Baixa resistência à frustração. É assim que a psicóloga Solange Maria Beggiato Mezzaroba define o problema das pessoas que costumam explodir quando são contrariadas. Ela explica que esse comportamento está relacionado com a história de vida de cada um. As pessoas que se descontrolam diante de uma situação que não atende às suas expectativas, segundo analisa, sempre tiveram seus caprichos atendidos. ''A raiva é um sentimento que todos estamos sujeitos a ter. A forma como você manifesta esse sentimento é que faz a diferença'', observa.
A psicóloga explica que há pessoas que reprimem o sentimento, vão engolindo a raiva e costumam explodir no momento errado e com quem não tem nada a ver com seus problemas. A solução, aponta Solange Mezzaroba, está na assertividade, ou seja, na comunicação do sentimento de forma adequada. ''Assertividade é você expor seu sentimento, sua situação de desagrado, ou até fazer um elogio, respeitando o ponto de vista do outro e fazendo isso de forma adequada'', diz.
Solange Mezzaroba lembra que, quem teve como modelo um pai que se impunha de modo autoritário, costuma agir de modo semelhante, tentando fazer com que seus desejos sejam realizados, ainda que aos berros. A maneira de corrigir esse comportamento é o aprendizado. ''Não significa que, ao ser assertiva, a pessoa vai conseguir tudo o que quer, mas ao menos vai falar o que sente, não vai represar a raiva'', destaca. ''Os valentões vão sempre tendo alguém que se submeta a eles, mas isso não quer dizer que são respeitados''.

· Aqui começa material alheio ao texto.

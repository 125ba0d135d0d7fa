//! Intensity controller: declares the reasoning budget for a turn.
//!
//! The level is recomputed from scratch every turn and never sticks.

use std::collections::HashSet;

use crate::domain::models::{
    EvidenceRef, Hypothesis, IntensityConfig, IntensityDecision, IntensityLevel, IntensityReason,
    IntensitySignals, Turn,
};

/// Escalation thresholds.
#[derive(Debug, Clone, Copy, PartialEq, Eq)]
pub struct IntensityThresholds {
    /// Turns in one phase above which effort rises to medium
    pub dwell_turns: u32,
    /// Evidence volume above which effort rises to full
    pub large_case_threshold: u64,
}

impl Default for IntensityThresholds {
    fn default() -> Self {
        Self {
            dwell_turns: 2,
            large_case_threshold: 50,
        }
    }
}

impl From<&IntensityConfig> for IntensityThresholds {
    fn from(config: &IntensityConfig) -> Self {
        Self {
            dwell_turns: config.dwell_turns,
            large_case_threshold: config.large_case_threshold,
        }
    }
}

#[derive(Debug, Clone, Copy, Default)]
pub struct IntensityController {
    thresholds: IntensityThresholds,
}

impl IntensityController {
    pub fn new(thresholds: IntensityThresholds) -> Self {
        Self { thresholds }
    }

    /// Decide the level for a turn.
    ///
    /// `Full` on two or more failed hypotheses, a large case or a detected
    /// loop; otherwise `Medium` on a long phase dwell or any failed
    /// hypothesis; otherwise `Light`.
    pub fn decide(&self, signals: IntensitySignals) -> IntensityDecision {
        let mut full = Vec::new();
        let mut medium = Vec::new();

        if signals.failed_hypotheses >= 2 {
            full.push(IntensityReason::FailedHypotheses {
                count: signals.failed_hypotheses,
            });
        } else if signals.failed_hypotheses >= 1 {
            medium.push(IntensityReason::FailedHypotheses {
                count: signals.failed_hypotheses,
            });
        }
        if signals.evidence_volume > self.thresholds.large_case_threshold {
            full.push(IntensityReason::LargeEvidenceVolume {
                volume: signals.evidence_volume,
                threshold: self.thresholds.large_case_threshold,
            });
        }
        if signals.loop_detected {
            full.push(IntensityReason::LoopDetected);
        }
        if signals.phase_dwell_turns > self.thresholds.dwell_turns {
            medium.push(IntensityReason::PhaseDwell {
                turns: signals.phase_dwell_turns,
            });
        }

        let level = if !full.is_empty() {
            IntensityLevel::Full
        } else if !medium.is_empty() {
            IntensityLevel::Medium
        } else {
            IntensityLevel::Light
        };

        let mut reasons = full;
        reasons.extend(medium);

        IntensityDecision {
            level,
            signals,
            reasons,
            profile: level.profile(),
        }
    }
}

/// Distinct evidence references across the turn log and hypothesis evidence.
pub fn evidence_volume<'a>(
    turns: impl IntoIterator<Item = &'a Turn>,
    hypotheses: &[Hypothesis],
) -> u64 {
    let mut seen: HashSet<&EvidenceRef> = HashSet::new();
    for turn in turns {
        seen.extend(turn.evidence.iter());
    }
    for hypothesis in hypotheses {
        seen.extend(hypothesis.all_evidence().map(|e| &e.reference));
    }
    seen.len() as u64
}
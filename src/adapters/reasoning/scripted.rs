//! Scripted reasoning models for replays and tests.

use async_trait::async_trait;
use std::collections::VecDeque;
use std::time::Duration;
use tokio::sync::Mutex;

use crate::domain::errors::{DomainError, DomainResult};
use crate::domain::models::{ModelOutput, ModelRequest};
use crate::domain::ports::ReasoningModel;

/// One canned invocation result.
#[derive(Debug, Clone, Default)]
pub struct ScriptedResponse {
    /// Output returned on success
    pub output: ModelOutput,
    /// Error message if the invocation should fail
    pub error_message: Option<String>,
    /// Simulated latency before answering
    pub delay: Option<Duration>,
}

impl ScriptedResponse {
    pub fn success(output: ModelOutput) -> Self {
        Self {
            output,
            ..Default::default()
        }
    }

    pub fn text(text: impl Into<String>) -> Self {
        Self::success(ModelOutput::text(text))
    }

    pub fn failure(error: impl Into<String>) -> Self {
        Self {
            error_message: Some(error.into()),
            ..Default::default()
        }
    }

    pub fn with_delay(mut self, delay: Duration) -> Self {
        self.delay = Some(delay);
        self
    }
}

/// Answers invocations from a queue of canned responses, in order.
///
/// Once the queue is drained every invocation returns an empty output.
/// Requests are recorded so tests can inspect the assembled prompts.
#[derive(Debug, Default)]
pub struct ScriptedReasoningModel {
    responses: Mutex<VecDeque<ScriptedResponse>>,
    requests: Mutex<Vec<ModelRequest>>,
}

impl ScriptedReasoningModel {
    pub fn new(responses: impl IntoIterator<Item = ScriptedResponse>) -> Self {
        Self {
            responses: Mutex::new(responses.into_iter().collect()),
            requests: Mutex::new(Vec::new()),
        }
    }

    /// Queue another response.
    pub async fn push(&self, response: ScriptedResponse) {
        self.responses.lock().await.push_back(response);
    }

    /// Requests received so far, oldest first.
    pub async fn requests(&self) -> Vec<ModelRequest> {
        self.requests.lock().await.clone()
    }

    pub async fn remaining(&self) -> usize {
        self.responses.lock().await.len()
    }
}

#[async_trait]
impl ReasoningModel for ScriptedReasoningModel {
    fn name(&self) -> &'static str {
        "scripted"
    }

    async fn invoke(&self, request: ModelRequest) -> DomainResult<ModelOutput> {
        self.requests.lock().await.push(request);
        let response = self.responses.lock().await.pop_front().unwrap_or_default();

        if let Some(delay) = response.delay {
            tokio::time::sleep(delay).await;
        }
        match response.error_message {
            Some(message) => Err(DomainError::ModelInvocationFailed(message)),
            None => Ok(response.output),
        }
    }
}

/// A model that never says anything.
#[derive(Debug, Clone, Copy, Default)]
pub struct SilentReasoningModel;

#[async_trait]
impl ReasoningModel for SilentReasoningModel {
    fn name(&self) -> &'static str {
        "silent"
    }

    async fn invoke(&self, _request: ModelRequest) -> DomainResult<ModelOutput> {
        Ok(ModelOutput::empty())
    }
}
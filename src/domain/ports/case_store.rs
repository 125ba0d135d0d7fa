use async_trait::async_trait;
use chrono::{DateTime, Utc};

use crate::domain::errors::DomainResult;
use crate::domain::models::{
    Case, CaseId, CaseSnapshot, Hypothesis, PhaseState, PhaseTransition, Turn, TurnId,
    WorkingConclusion,
};

/// Everything a completed turn writes, applied atomically.
#[derive(Debug, Clone)]
pub struct TurnCommit {
    pub case_id: CaseId,
    /// Case version the turn was computed against
    pub expected_version: u64,
    /// New turns in ordinal order (the submitted turn, then any assistant turn)
    pub turns: Vec<Turn>,
    /// Hypotheses created or changed during the turn
    pub hypotheses: Vec<Hypothesis>,
    /// The new current conclusion; the previous one moves to history
    pub conclusion: WorkingConclusion,
    /// Phase state after the turn
    pub phase: PhaseState,
    /// Transitions taken during the turn
    pub transitions: Vec<PhaseTransition>,
    pub committed_at: DateTime<Utc>,
}

/// Repository port for case persistence
///
/// Every operation is scoped by case id. Turns are append-only and
/// hypotheses are never deleted.
#[async_trait]
pub trait CaseStore: Send + Sync {
    /// Create a case with its initial phase state
    async fn create_case(&self, case: &Case, phase: &PhaseState) -> DomainResult<()>;

    /// Get a case by ID
    async fn get_case(&self, id: CaseId) -> DomainResult<Option<Case>>;

    /// List all cases, most recently updated first
    async fn list_cases(&self) -> DomainResult<Vec<Case>>;

    /// Load everything needed to process a turn, or `None` for an unknown case
    async fn load_snapshot(&self, id: CaseId) -> DomainResult<Option<CaseSnapshot>>;

    /// Append a single turn outside of a full turn commit.
    ///
    /// # Errors
    /// Returns `ValidationFailed` if the ordinal does not directly follow the
    /// last turn, `CaseNotFound` for an unknown case.
    async fn append_turn(&self, turn: &Turn) -> DomainResult<()>;

    /// Turns with an ordinal strictly greater than `after`, in ordinal order
    async fn list_turns_since(&self, case_id: CaseId, after: TurnId) -> DomainResult<Vec<Turn>>;

    /// All hypotheses of a case, including rejected ones, oldest first
    async fn list_hypotheses(&self, case_id: CaseId) -> DomainResult<Vec<Hypothesis>>;

    /// Every conclusion ever generated for a case, oldest first
    async fn conclusion_history(&self, case_id: CaseId) -> DomainResult<Vec<WorkingConclusion>>;

    /// Every phase transition of a case, oldest first
    async fn list_transitions(&self, case_id: CaseId) -> DomainResult<Vec<PhaseTransition>>;

    /// Apply a turn atomically and return the new case version.
    ///
    /// # Errors
    /// Returns `ConcurrencyConflict` if the case version no longer matches
    /// `expected_version`; nothing is written in that case.
    async fn commit_turn(&self, commit: TurnCommit) -> DomainResult<u64>;
}
//! Working conclusion domain model.

use chrono::{DateTime, Utc};
use serde::{Deserialize, Serialize};
use std::fmt;

use super::hypothesis::HypothesisId;
use super::turn::{EvidenceRef, TurnId};

/// Confidence at or above which a conclusion is `High`.
pub const HIGH_CONFIDENCE: f64 = 0.75;

/// Confidence at or above which a conclusion is `Medium`.
pub const MEDIUM_CONFIDENCE: f64 = 0.4;

/// Coarse confidence of a working conclusion.
///
/// Tiers rather than a raw float, to avoid false precision in what is shown
/// to users and used for loop-back decisions.
#[derive(Debug, Clone, Copy, PartialEq, Eq, PartialOrd, Ord, Hash, Default, Serialize, Deserialize)]
#[serde(rename_all = "snake_case")]
pub enum ConfidenceTier {
    #[default]
    Low,
    Medium,
    High,
}

impl ConfidenceTier {
    pub fn from_confidence(confidence: f64) -> Self {
        if confidence >= HIGH_CONFIDENCE {
            Self::High
        } else if confidence >= MEDIUM_CONFIDENCE {
            Self::Medium
        } else {
            Self::Low
        }
    }

    pub fn rank(&self) -> u8 {
        match self {
            Self::Low => 0,
            Self::Medium => 1,
            Self::High => 2,
        }
    }

    /// Number of tiers lost going from `previous` to `self` (0 if none).
    pub fn drop_from(&self, previous: Self) -> u8 {
        previous.rank().saturating_sub(self.rank())
    }

    pub fn as_str(&self) -> &'static str {
        match self {
            Self::Low => "low",
            Self::Medium => "medium",
            Self::High => "high",
        }
    }
}

impl fmt::Display for ConfidenceTier {
    fn fmt(&self, f: &mut fmt::Formatter<'_>) -> fmt::Result {
        f.write_str(self.as_str())
    }
}

/// The current best-understanding synthesis for a case.
///
/// Exactly one conclusion is current per case; earlier ones stay in the
/// store's append-only history.
#[derive(Debug, Clone, PartialEq, Serialize, Deserialize)]
pub struct WorkingConclusion {
    /// Synthesized conclusion text
    pub text: String,
    /// Coarse confidence
    pub confidence_tier: ConfidenceTier,
    /// The hypothesis the conclusion is built on, if any
    #[serde(default, skip_serializing_if = "Option::is_none")]
    pub leading_hypothesis: Option<HypothesisId>,
    /// Evidence backing the conclusion
    #[serde(default)]
    pub supporting_evidence: Vec<EvidenceRef>,
    /// Suggested next investigation steps
    #[serde(default)]
    pub next_steps: Vec<String>,
    /// Understood problem statement, carried forward across turns
    #[serde(default, skip_serializing_if = "Option::is_none")]
    pub problem_statement: Option<String>,
    /// Turn the conclusion was generated for
    pub turn: TurnId,
    /// When generated
    pub generated_at: DateTime<Utc>,
}

impl WorkingConclusion {
    /// Whether the conclusion shows the problem is understood: a problem
    /// statement exists or a live candidate cause is leading.
    pub fn problem_understood(&self) -> bool {
        self.problem_statement
            .as_deref()
            .is_some_and(|s| !s.trim().is_empty())
            || self.leading_hypothesis.is_some()
    }
}

#[cfg(test)]
mod tests {
    use super::*;

    #[test]
    fn test_tier_thresholds() {
        assert_eq!(ConfidenceTier::from_confidence(0.0), ConfidenceTier::Low);
        assert_eq!(ConfidenceTier::from_confidence(0.39), ConfidenceTier::Low);
        assert_eq!(ConfidenceTier::from_confidence(0.4), ConfidenceTier::Medium);
        assert_eq!(ConfidenceTier::from_confidence(0.749), ConfidenceTier::Medium);
        assert_eq!(ConfidenceTier::from_confidence(0.75), ConfidenceTier::High);
        assert_eq!(ConfidenceTier::from_confidence(1.0), ConfidenceTier::High);
    }

    #[test]
    fn test_tier_drop() {
        assert_eq!(ConfidenceTier::Low.drop_from(ConfidenceTier::High), 2);
        assert_eq!(ConfidenceTier::Medium.drop_from(ConfidenceTier::High), 1);
        assert_eq!(ConfidenceTier::High.drop_from(ConfidenceTier::Low), 0);
    }
}
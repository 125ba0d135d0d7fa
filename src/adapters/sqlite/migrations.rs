//! SQLite database migration management.

use sqlx::{Executor, SqlitePool};
use thiserror::Error;

#[derive(Debug, Error)]
pub enum MigrationError {
    #[error("Failed to execute migration {version}: {source}")]
    ExecutionError { version: i64, #[source] source: sqlx::Error },
    #[error("Failed to get schema version: {0}")]
    VersionCheckError(#[source] sqlx::Error),
}

#[derive(Debug, Clone)]
pub struct Migration {
    pub version: i64,
    pub description: String,
    pub sql: String,
}

pub struct Migrator {
    pool: SqlitePool,
}

impl Migrator {
    pub fn new(pool: SqlitePool) -> Self {
        Self { pool }
    }

    /// Apply every migration newer than the recorded schema version.
    ///
    /// Returns the number of migrations applied.
    pub async fn run_embedded_migrations(&self, migrations: Vec<Migration>) -> Result<usize, MigrationError> {
        self.ensure_migrations_table().await?;
        let current_version = self.get_current_version().await?;
        let mut pending: Vec<_> = migrations.into_iter().filter(|m| m.version > current_version).collect();
        pending.sort_by_key(|m| m.version);

        for migration in &pending {
            self.apply_migration(migration).await?;
            tracing::debug!(version = migration.version, description = %migration.description, "Applied migration");
        }

        Ok(pending.len())
    }

    async fn ensure_migrations_table(&self) -> Result<(), MigrationError> {
        sqlx::query(
            "CREATE TABLE IF NOT EXISTS schema_migrations (
                version INTEGER PRIMARY KEY,
                applied_at TEXT NOT NULL DEFAULT (datetime('now')),
                description TEXT
            )"
        )
        .execute(&self.pool)
        .await
        .map_err(|e| MigrationError::ExecutionError { version: 0, source: e })?;
        Ok(())
    }

    pub async fn get_current_version(&self) -> Result<i64, MigrationError> {
        let result: Option<(i64,)> = sqlx::query_as("SELECT COALESCE(MAX(version), 0) FROM schema_migrations")
            .fetch_optional(&self.pool)
            .await
            .map_err(MigrationError::VersionCheckError)?;
        Ok(result.map(|(v,)| v).unwrap_or(0))
    }

    /// Run one migration and record it, in a single transaction.
    async fn apply_migration(&self, migration: &Migration) -> Result<(), MigrationError> {
        let version = migration.version;
        let wrap = |e: sqlx::Error| MigrationError::ExecutionError { version, source: e };

        let mut tx = self.pool.begin().await.map_err(wrap)?;
        (&mut *tx).execute(migration.sql.as_str()).await.map_err(wrap)?;
        sqlx::query("INSERT INTO schema_migrations (version, description) VALUES (?, ?)")
            .bind(version)
            .bind(&migration.description)
            .execute(&mut *tx)
            .await
            .map_err(wrap)?;
        tx.commit().await.map_err(wrap)?;
        Ok(())
    }
}

pub fn initial_schema_migration() -> Migration {
    Migration {
        version: 1,
        description: "Initial schema".to_string(),
        sql: include_str!("../../../migrations/001_initial_schema.sql").to_string(),
    }
}

pub fn all_embedded_migrations() -> Vec<Migration> {
    vec![initial_schema_migration()]
}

A psicóloga vê a necessidade do desenvolvimento de um comportamento de tolerância nas relações interpessoais e da busca de soluções para os conflitos através da argumentação. ''Apesar dos avanços tecnológicos, ainda há muita gente agindo como os homens das cavernas'', compara. Ela defende o respeito aos pontos de vista contrários e a busca de acordos através do diálogo.(L.M.)